Reputation: 486
I am trying to apply a function over a column in a dataframe if one of the column i.e. df['mask'] contain False it should skip that row. mask column is bool type
this is mine function
def dates(inp):
temp = inp
parser = CommonRegex()
inp = inp.apply(parser.dates).str.join(', ')
return np.where(inp.apply(parser.dates).str.len() == 0, temp, 'X' * random.randrange(3, 8))
here what i have applied
df1.assign(**df1['Dates'].apply(dates).where(df1['mask']== TRUE))
Its throwing error
32 temp = inp
33 parser = CommonRegex()
---> 34 inp = inp.apply(parser.dates).str.join(', ')

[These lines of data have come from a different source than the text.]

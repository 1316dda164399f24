//! Domain entities.
//!
//! Entities reference each other by id only; the object graph of the
//! persistence layer never leaks into the domain.  All timestamps are UTC.

use chrono::{DateTime, Utc};
use serde::{Deserialize, Serialize};
use serde_json::Value;
use std::collections::HashMap;
use uuid::Uuid;

/// A user-owned agent: a system prompt, a model identifier, and a tool
/// allow-list.  Tool names are resolved against the registry at dispatch
/// time; unknown names surface as failures there, never as a crash here.
#[derive(Debug, Clone, Serialize, Deserialize)]
pub struct Agent {
    pub id: Uuid,
    pub user_id: Uuid,
    pub name: String,
    pub description: Option<String>,
    pub system_prompt: String,
    pub llm_model: String,
    pub tools: Vec<String>,
    pub a2a_enabled: bool,
    pub created_at: DateTime<Utc>,
}

impl Agent {
    /// Create an agent with the mandatory fields; the rest default.
    pub fn new(
        user_id: Uuid,
        name: impl Into<String>,
        system_prompt: impl Into<String>,
        llm_model: impl Into<String>,
    ) -> Self {
        Self {
            id: Uuid::new_v4(),
            user_id,
            name: name.into(),
            description: None,
            system_prompt: system_prompt.into(),
            llm_model: llm_model.into(),
            tools: Vec::new(),
            a2a_enabled: false,
            created_at: Utc::now(),
        }
    }

    /// Set the tool allow-list (builder pattern).
    pub fn with_tools(mut self, tools: Vec<String>) -> Self {
        self.tools = tools;
        self
    }

    /// Enable the A2A surface for this agent (builder pattern).
    pub fn with_a2a_enabled(mut self, enabled: bool) -> Self {
        self.a2a_enabled = enabled;
        self
    }
}

/// A chat session between a user and an agent.
#[derive(Debug, Clone, Serialize, Deserialize)]
pub struct Conversation {
    pub id: Uuid,
    pub agent_id: Uuid,
    pub user_id: Uuid,
    pub title: Option<String>,
    pub created_at: DateTime<Utc>,
}

impl Conversation {
    pub fn new(agent_id: Uuid, user_id: Uuid) -> Self {
        Self {
            id: Uuid::new_v4(),
            agent_id,
            user_id,
            title: None,
            created_at: Utc::now(),
        }
    }
}

/// A single persisted chat message.
///
/// `tool_call_id` correlates a `tool`-role message with the assistant tool
/// call it answers; `tool_calls` carries the structured call attachment on
/// assistant messages.
#[derive(Debug, Clone, Serialize, Deserialize)]
pub struct StoredMessage {
    pub id: Uuid,
    pub conversation_id: Uuid,
    pub role: String,
    pub content: String,
    #[serde(skip_serializing_if = "Option::is_none")]
    pub tool_call_id: Option<String>,
    #[serde(skip_serializing_if = "Option::is_none")]
    pub tool_calls: Option<Value>,
    pub created_at: DateTime<Utc>,
}

impl StoredMessage {
    pub fn new(conversation_id: Uuid, role: impl Into<String>, content: impl Into<String>) -> Self {
        Self {
            id: Uuid::new_v4(),
            conversation_id,
            role: role.into(),
            content: content.into(),
            tool_call_id: None,
            tool_calls: None,
            created_at: Utc::now(),
        }
    }

    pub fn with_tool_call_id(mut self, id: impl Into<String>) -> Self {
        self.tool_call_id = Some(id.into());
        self
    }

    pub fn with_tool_calls(mut self, calls: Value) -> Self {
        self.tool_calls = Some(calls);
        self
    }
}

/// A workflow node.  The `node_type` tag selects the behavior; `data` holds
/// the type-specific payload, validated by the engine per type at dispatch
/// time.  Unknown tags are passed through, not rejected.
#[derive(Debug, Clone, Serialize, Deserialize)]
pub struct Node {
    pub id: String,
    #[serde(rename = "type", default)]
    pub node_type: String,
    #[serde(default = "empty_object")]
    pub data: Value,
}

fn empty_object() -> Value {
    Value::Object(serde_json::Map::new())
}

impl Node {
    pub fn new(id: impl Into<String>, node_type: impl Into<String>, data: Value) -> Self {
        Self {
            id: id.into(),
            node_type: node_type.into(),
            data,
        }
    }
}

/// A dependency edge: `target` depends on `source`.
#[derive(Debug, Clone, Serialize, Deserialize)]
pub struct Edge {
    #[serde(default)]
    pub id: String,
    pub source: String,
    pub target: String,
}

impl Edge {
    pub fn new(source: impl Into<String>, target: impl Into<String>) -> Self {
        let source = source.into();
        let target = target.into();
        Self {
            id: format!("{}->{}", source, target),
            source,
            target,
        }
    }
}

/// A user-owned workflow: nodes + edges that must form a DAG at execute
/// time.
#[derive(Debug, Clone, Serialize, Deserialize)]
pub struct Workflow {
    pub id: Uuid,
    pub user_id: Uuid,
    pub name: String,
    pub nodes: Vec<Node>,
    pub edges: Vec<Edge>,
    pub is_active: bool,
}

impl Workflow {
    pub fn new(user_id: Uuid, name: impl Into<String>, nodes: Vec<Node>, edges: Vec<Edge>) -> Self {
        Self {
            id: Uuid::new_v4(),
            user_id,
            name: name.into(),
            nodes,
            edges,
            is_active: true,
        }
    }
}

/// Lifecycle states of a workflow execution.  Terminal states are
/// immutable; the engine never re-enters a finished execution.
#[derive(Debug, Clone, Copy, PartialEq, Eq, Serialize, Deserialize)]
#[serde(rename_all = "lowercase")]
pub enum ExecutionStatus {
    Pending,
    Running,
    Completed,
    Failed,
}

/// Outcome of a single node within an execution.
#[derive(Debug, Clone, Serialize, Deserialize)]
pub struct NodeRunRecord {
    pub status: String,
    #[serde(skip_serializing_if = "Option::is_none")]
    pub result: Option<Value>,
    #[serde(skip_serializing_if = "Option::is_none")]
    pub error: Option<String>,
}

impl NodeRunRecord {
    pub fn completed(result: Value) -> Self {
        Self {
            status: String::from("completed"),
            result: Some(result),
            error: None,
        }
    }

    pub fn failed(error: impl Into<String>) -> Self {
        Self {
            status: String::from("failed"),
            result: None,
            error: Some(error.into()),
        }
    }
}

/// One run of a workflow.  Created `pending`, transitions through
/// `running` to `completed` or `failed`.
#[derive(Debug, Clone, Serialize, Deserialize)]
pub struct WorkflowExecution {
    pub id: Uuid,
    pub workflow_id: Uuid,
    pub status: ExecutionStatus,
    pub trigger_data: Value,
    pub node_results: HashMap<String, NodeRunRecord>,
    #[serde(skip_serializing_if = "Option::is_none")]
    pub error: Option<String>,
    pub started_at: Option<DateTime<Utc>>,
    pub completed_at: Option<DateTime<Utc>>,
    pub created_at: DateTime<Utc>,
}

impl WorkflowExecution {
    pub fn new(workflow_id: Uuid, trigger_data: Value) -> Self {
        Self {
            id: Uuid::new_v4(),
            workflow_id,
            status: ExecutionStatus::Pending,
            trigger_data,
            node_results: HashMap::new(),
            error: None,
            started_at: None,
            completed_at: None,
            created_at: Utc::now(),
        }
    }
}

/// A cron-driven trigger.  The expression is 5-field POSIX, interpreted in
/// `timezone`; stored instants are UTC.
#[derive(Debug, Clone, Serialize, Deserialize)]
pub struct ScheduleTrigger {
    pub id: Uuid,
    pub workflow_id: Uuid,
    pub cron_expression: String,
    pub timezone: String,
    pub is_active: bool,
    pub last_run_at: Option<DateTime<Utc>>,
    pub next_run_at: Option<DateTime<Utc>>,
}

impl ScheduleTrigger {
    pub fn new(workflow_id: Uuid, cron_expression: impl Into<String>) -> Self {
        Self {
            id: Uuid::new_v4(),
            workflow_id,
            cron_expression: cron_expression.into(),
            timezone: String::from("UTC"),
            is_active: true,
            last_run_at: None,
            next_run_at: None,
        }
    }
}

/// An HMAC-protected inbound trigger.  `webhook_path` is globally unique
/// among active triggers.
#[derive(Debug, Clone, Serialize, Deserialize)]
pub struct WebhookTrigger {
    pub id: Uuid,
    pub workflow_id: Uuid,
    pub webhook_path: String,
    pub secret: Option<String>,
    pub is_active: bool,
    pub last_triggered_at: Option<DateTime<Utc>>,
}

impl WebhookTrigger {
    pub fn new(workflow_id: Uuid, webhook_path: impl Into<String>) -> Self {
        Self {
            id: Uuid::new_v4(),
            workflow_id,
            webhook_path: webhook_path.into(),
            secret: None,
            is_active: true,
            last_triggered_at: None,
        }
    }

    pub fn with_secret(mut self, secret: impl Into<String>) -> Self {
        self.secret = Some(secret.into());
        self
    }
}

/// A stored API credential.  Only the SHA-256 of the raw key is persisted;
/// `key_prefix` exists for display.  The raw key is returned exactly once,
/// at issuance.
#[derive(Debug, Clone, Serialize, Deserialize)]
pub struct ApiKey {
    pub id: Uuid,
    pub user_id: Uuid,
    pub name: String,
    pub key_hash: String,
    pub key_prefix: String,
    pub scopes: Vec<String>,
    pub rate_limit: u32,
    pub expires_at: Option<DateTime<Utc>>,
    pub last_used_at: Option<DateTime<Utc>>,
    pub created_at: DateTime<Utc>,
}

#[cfg(test)]
mod tests {
    use super::*;
    use serde_json::json;

    #[test]
    fn test_node_deserializes_with_defaults() {
        let node: Node = serde_json::from_value(json!({"id": "a"})).unwrap();
        assert_eq!(node.id, "a");
        assert_eq!(node.node_type, "");
        assert!(node.data.is_object());
    }

    #[test]
    fn test_execution_status_serializes_lowercase() {
        assert_eq!(
            serde_json::to_value(ExecutionStatus::Completed).unwrap(),
            json!("completed")
        );
        assert_eq!(
            serde_json::to_value(ExecutionStatus::Failed).unwrap(),
            json!("failed")
        );
    }

    #[test]
    fn test_node_run_record_omits_empty_fields() {
        let record = NodeRunRecord::completed(json!({"x": 1}));
        let value = serde_json::to_value(&record).unwrap();
        assert_eq!(value["status"], "completed");
        assert!(value.get("error").is_none());
    }
}
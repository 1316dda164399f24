//! A2A server.
//!
//! Executes protocol tasks against local agents by driving the chat
//! service under the A2A system user, recording lifecycle state in the
//! per-agent task store.

use crate::agentflow::a2a::task_store::TaskStoreManager;
use crate::agentflow::a2a::types::{
    task_result_message, A2ATaskContext, A2ATaskStatus, A2A_SYSTEM_USER_ID,
};
use crate::agentflow::chat::ChatService;
use crate::agentflow::models::Agent;
use serde_json::{json, Value};
use std::sync::Arc;

/// Serves A2A tasks for local agents.
pub struct A2AServer {
    chat: Arc<ChatService>,
    stores: Arc<TaskStoreManager>,
}

impl A2AServer {
    pub fn new(chat: Arc<ChatService>, stores: Arc<TaskStoreManager>) -> Self {
        Self { chat, stores }
    }

    /// Execute a task for `agent`, returning the terminal task payload.
    ///
    /// The task is recorded `running` before the chat turn starts and
    /// transitions to `completed` or `failed` with the outcome.  A failure
    /// of the underlying turn is task data, not an `Err`.
    pub async fn execute_task(&self, agent: &Agent, task_id: &str, message: &str) -> Value {
        let store = self.stores.store_for(agent.id).await;

        store
            .save_context(A2ATaskContext::new(task_id, agent.id).with_status(A2ATaskStatus::Running))
            .await;
        store
            .save_task(
                task_id,
                json!({
                    "id": task_id,
                    "status": "running",
                    "agent_id": agent.id,
                }),
            )
            .await;

        match self
            .chat
            .chat(agent, A2A_SYSTEM_USER_ID, message, None)
            .await
        {
            Ok((conversation_id, response)) => {
                store.set_conversation_id(task_id, conversation_id).await;
                store
                    .update_context_status(
                        task_id,
                        A2ATaskStatus::Completed,
                        Some(json!({ "response": response })),
                        None,
                    )
                    .await;

                let task = json!({
                    "id": task_id,
                    "status": "completed",
                    "agent_id": agent.id,
                    "result": task_result_message(&response),
                });
                store.save_task(task_id, task.clone()).await;
                task
            }
            Err(e) => {
                log::error!("task {} execution failed: {}", task_id, e);
                store
                    .update_context_status(
                        task_id,
                        A2ATaskStatus::Failed,
                        None,
                        Some(e.to_string()),
                    )
                    .await;

                let task = json!({
                    "id": task_id,
                    "status": "failed",
                    "agent_id": agent.id,
                    "error": e.to_string(),
                });
                store.save_task(task_id, task.clone()).await;
                task
            }
        }
    }

    /// Fetch a task's current payload.
    pub async fn get_task_status(&self, agent: &Agent, task_id: &str) -> Option<Value> {
        self.stores.store_for(agent.id).await.get_task(task_id).await
    }

    /// Cancel a task.
    ///
    /// A cancel on a task already `completed` or `failed` is a no-op that
    /// returns the terminal record unchanged.  Otherwise the record flips
    /// to `cancelled` immediately; in-flight work is not interrupted and
    /// its eventual result is discarded at the task boundary.
    pub async fn cancel_task(&self, agent: &Agent, task_id: &str) -> Option<Value> {
        let store = self.stores.store_for(agent.id).await;
        let context = store.get_context(task_id).await?;

        if context.status.is_terminal() {
            return store.get_task(task_id).await;
        }

        store
            .update_context_status(task_id, A2ATaskStatus::Cancelled, None, None)
            .await;
        let task = json!({
            "id": task_id,
            "status": "cancelled",
            "agent_id": agent.id,
        });
        store.save_task(task_id, task.clone()).await;
        Some(task)
    }
}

35 return np.where(inp.apply(parser.dates).str.len() == 0, temp, 'X' * random.randrange(3, 8))
36
AttributeError: 'Timestamp' object has no attribute 'apply'
Here is mine dataframe look like
Name | Dates | mask |
..............................
Tom | 21/02/2018| True
Nick | 28/07/2018| False
Juli | 11/08/2018| True
June | 01/02/2018| True
XHGM | 07/08/2018| False
I am trying to get output in this way that for false value it should skip and and for true value it should call date function and hide the data values
Name | Dates | mask |
..............................
Tom | XXXXX | True
Nick |28/07/2018 | False
Juli | XXXXX | True
June | XXXXX | True
XHGM | 07/08/2018| False
Upvotes: 1
Views: 51
Reputation: 862406
Use Series.pipe
for pass columns to function and also filter rows with boolean indexing
by mask and DataFrame.loc
for specify column name:
df1.loc[df1['mask'], 'Dates'] = df1.loc[df1['mask'], 'Dates'].pipe(dates)
print (df1)
Name Dates mask
0 Tom XXX True
1 Nick 28/07/2018 False
2 Juli XXX True
3 June XXX True
4 XHGM 07/08/2018 False
Solution with assign
is possible too, but disadvantage is function loop by all values and then filtering, so if only few True
s values in large Dataframe
should be slowier:
df1 = df1.assign(Dates = np.where(df1['mask'], df1['Dates'].pipe(dates), df1['Dates']))
Upvotes: 1